Savings bonds are also a good way to invest your money for your child. In most cases, you only pay half of what your savings bond is worth. My husband and I pay twenty five dollars for each fifty dollar savings bond that we buy for our son. Your baby will not be able to cash his bonds in until he is eighteen, or you can consent and let him, but the bond might not be matured to the full amount. In that case, you will not get the full fifty dollars. Savings bonds come in all different amounts, not just fifty. They also take a certain time to mature, and it is good to know when. It is better if you wait the full amount of time, so you get the most for your money.

Another thing you might want to look into is starting a college bank account for your baby. Every year, college gets more and more expensive. You want your child to be ready for the future, and if that means starting two savings accounts for your child, it might be something you want to look into. In a regular savings account, you can make withdraws whenever you would like. In a college savings account, you want to let the money sit and add up interest. It is not ideal to take money out of a college account, for anything except college. If you save throughout your baby's life, when it is time for him to go to college, you will not have to worry about coming up with a big chunk of money, or taking out a loan.

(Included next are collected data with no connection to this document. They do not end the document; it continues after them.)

//! `dutycal take`, `dutycal disclaim`, `dutycal delete` — ownership changes
//! made on behalf of the acting user.

use crate::cmd::{require_user, roster_failure};
use crate::context::Context;
use crate::output::{EventRow, OutputMode, render_mode};
use clap::Args;
use std::io::Write;
use dutycal_core::roster;

#[derive(Args, Debug)]
pub struct RosterArgs {
    /// Event ID.
    pub id: String,
}

#[derive(Debug, Clone, Copy, PartialEq, Eq)]
pub enum RosterAction {
    Take,
    Disclaim,
    Delete,
}

impl RosterAction {
    const fn verb(self) -> &'static str {
        match self {
            Self::Take => "Took",
            Self::Disclaim => "Released",
            Self::Delete => "Deleted",
        }
    }
}

pub fn run_roster(
    action: RosterAction,
    args: &RosterArgs,
    user_flag: Option<&str>,
    ctx: &Context,
    output: OutputMode,
) -> anyhow::Result<()> {
    let user = require_user(output, user_flag)?;
    let result = match action {
        RosterAction::Take => roster::take(&ctx.store, &args.id, &user),
        RosterAction::Disclaim => roster::disclaim(&ctx.store, &args.id, &user),
        RosterAction::Delete => roster::remove(&ctx.store, &args.id, &user),
    };
    let event = match result {
        Ok(event) => event,
        Err(err) => return roster_failure(output, &err),
    };

    render_mode(
        output,
        &EventRow::from(&event),
        |row, w| writeln!(w, "{}\t{}", action.verb().to_lowercase(), row.id),
        |row, w| writeln!(w, "{} {} ({})", action.verb(), row.title, row.start),
    )
}
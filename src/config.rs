use clap::Parser;
use dashmap::DashMap;
use serde::{Deserialize, Serialize};
use std::collections::HashMap;
use std::path::{Path, PathBuf};
use std::time::Duration;
use tracing::info;

use crate::error::GovernorError;

// CLI argument structure
#[derive(Parser, Debug, Clone)]
#[command(name = "request-governor")]
#[command(about = "Rate limiting, deduplicating and retrying gateway for one upstream API")]
pub struct Args {
    // Port to run the server on
    #[arg(short, long, default_value_t = 8080)]
    pub port: u16,

    // Upstream base URL every forwarded path is joined onto
    #[arg(short, long, default_value = "http://localhost:54321")]
    pub upstream: String,

    // JSON file of per-prefix limit overrides
    // Example: {"ndvi": {"max_requests": 60}}
    #[arg(short, long)]
    pub limits: Option<PathBuf>,

    // Inbound requests allowed per API key per window
    #[arg(long, default_value_t = 1000)]
    pub inbound_limit: u32,

    // Inbound window in seconds
    #[arg(long, default_value_t = 3600)]
    pub inbound_window: u64,

    // Idle entry sweep interval in seconds
    #[arg(long, default_value_t = 60)]
    pub sweep_interval: u64,
}

/// Prefix whose config backs every key without a registered prefix.
pub const DEFAULT_PREFIX: &str = "default";

/// Limits applied to every key sharing a prefix.
#[derive(Debug, Clone, Copy, PartialEq, Eq, Serialize, Deserialize)]
pub struct RateLimitConfig {
    pub max_requests: u32,
    pub window_ms: u64,
    pub min_interval_ms: u64,
    /// Total attempts made by `execute_with_retry`, first call included.
    pub max_retries: u32,
    pub base_retry_delay_ms: u64,
}

impl RateLimitConfig {
    pub const fn new(
        max_requests: u32,
        window_ms: u64,
        min_interval_ms: u64,
        max_retries: u32,
        base_retry_delay_ms: u64,
    ) -> Self {
        Self {
            max_requests,
            window_ms,
            min_interval_ms,
            max_retries,
            base_retry_delay_ms,
        }
    }

    pub fn window(&self) -> Duration {
        Duration::from_millis(self.window_ms)
    }

    pub fn min_interval(&self) -> Duration {
        Duration::from_millis(self.min_interval_ms)
    }

    pub fn base_retry_delay(&self) -> Duration {
        Duration::from_millis(self.base_retry_delay_ms)
    }

    fn merged(mut self, patch: &ConfigPatch) -> Self {
        if let Some(v) = patch.max_requests {
            self.max_requests = v;
        }
        if let Some(v) = patch.window_ms {
            self.window_ms = v;
        }
        if let Some(v) = patch.min_interval_ms {
            self.min_interval_ms = v;
        }
        if let Some(v) = patch.max_retries {
            self.max_retries = v;
        }
        if let Some(v) = patch.base_retry_delay_ms {
            self.base_retry_delay_ms = v;
        }
        self
    }
}

impl Default for RateLimitConfig {
    fn default() -> Self {
        Self::new(100, 60_000, 100, 3, 1_000)
    }
}

// Built-in limits per API category
const BUILTIN_CONFIGS: [(&str, RateLimitConfig); 5] = [
    (DEFAULT_PREFIX, RateLimitConfig::new(100, 60_000, 100, 3, 1_000)),
    ("ndvi", RateLimitConfig::new(30, 60_000, 500, 3, 2_000)),
    ("soil", RateLimitConfig::new(30, 60_000, 500, 3, 2_000)),
    ("auth", RateLimitConfig::new(10, 60_000, 1_000, 2, 3_000)),
    ("upload", RateLimitConfig::new(20, 60_000, 200, 2, 2_000)),
];

/// Partial config. Unset fields fall back to the `default` prefix.
#[derive(Debug, Clone, Default, PartialEq, Eq, Serialize, Deserialize)]
#[serde(default, deny_unknown_fields)]
pub struct ConfigPatch {
    pub max_requests: Option<u32>,
    pub window_ms: Option<u64>,
    pub min_interval_ms: Option<u64>,
    pub max_retries: Option<u32>,
    pub base_retry_delay_ms: Option<u64>,
}

/// Prefix -> config lookup.
pub struct ConfigRegistry {
    configs: DashMap<String, RateLimitConfig>,
}

impl ConfigRegistry {
    pub fn new() -> Self {
        let configs = DashMap::new();
        for (prefix, config) in BUILTIN_CONFIGS {
            configs.insert(prefix.to_string(), config);
        }
        Self { configs }
    }

    /// `"ndvi:health"` -> `"ndvi"`. A key without `:` is its own prefix.
    pub fn prefix_of(key: &str) -> &str {
        key.split(':').next().unwrap_or(key)
    }

    pub fn resolve(&self, key: &str) -> RateLimitConfig {
        self.configs
            .get(Self::prefix_of(key))
            .or_else(|| self.configs.get(DEFAULT_PREFIX))
            .map(|config| *config)
            .unwrap_or_default()
    }

    /// Registers `patch` merged onto the current `default` config.
    ///
    /// Any earlier config for the same prefix is replaced, not patched.
    pub fn set(&self, prefix: &str, patch: &ConfigPatch) -> RateLimitConfig {
        let base = self
            .configs
            .get(DEFAULT_PREFIX)
            .map(|config| *config)
            .unwrap_or_default();
        let config = base.merged(patch);
        self.configs.insert(prefix.to_string(), config);
        config
    }

    /// Applies every prefix in a JSON file of the form `{"prefix": {..patch..}}`.
    pub fn load_overrides(&self, path: &Path) -> Result<usize, GovernorError> {
        let raw = std::fs::read_to_string(path).map_err(|source| GovernorError::Io {
            path: path.to_path_buf(),
            source,
        })?;
        let patches: HashMap<String, ConfigPatch> =
            serde_json::from_str(&raw).map_err(|source| GovernorError::Json {
                path: path.to_path_buf(),
                source,
            })?;

        // default first so the other prefixes merge onto the overridden base
        if let Some(patch) = patches.get(DEFAULT_PREFIX) {
            self.set(DEFAULT_PREFIX, patch);
        }
        for (prefix, patch) in patches.iter().filter(|(p, _)| p.as_str() != DEFAULT_PREFIX) {
            let config = self.set(prefix, patch);
            info!(prefix = %prefix, ?config, "loaded limit override");
        }
        Ok(patches.len())
    }
}

impl Default for ConfigRegistry {
    fn default() -> Self {
        Self::new()
    }
}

When your child starts getting older, and understands money and its value, you may want to start thinking about giving him an allowance. Only give your child an allowance if he does his chores. If he does not do his chores, only give him a part of his allowance. This will teach him to respect you, and he will learn that he has to work for his money. It is a good idea to tell your child that he can keep half his money for things he wants to buy, and put the other half in his savings account. You can also let your child give a small amount of his allowance to a charity of his choice. He will feel good about knowing he has helped someone else in need. By letting him spend and save his own money, he will learn a great life lesson. As your child becomes an adult, he will understand the value of money better, be a better saver, and not spend his money on frivolous things.

Your baby's future is in your hands, and you can start making good financial decisions for him right now. You will feel great knowing that your child is financially set for his teen and college years.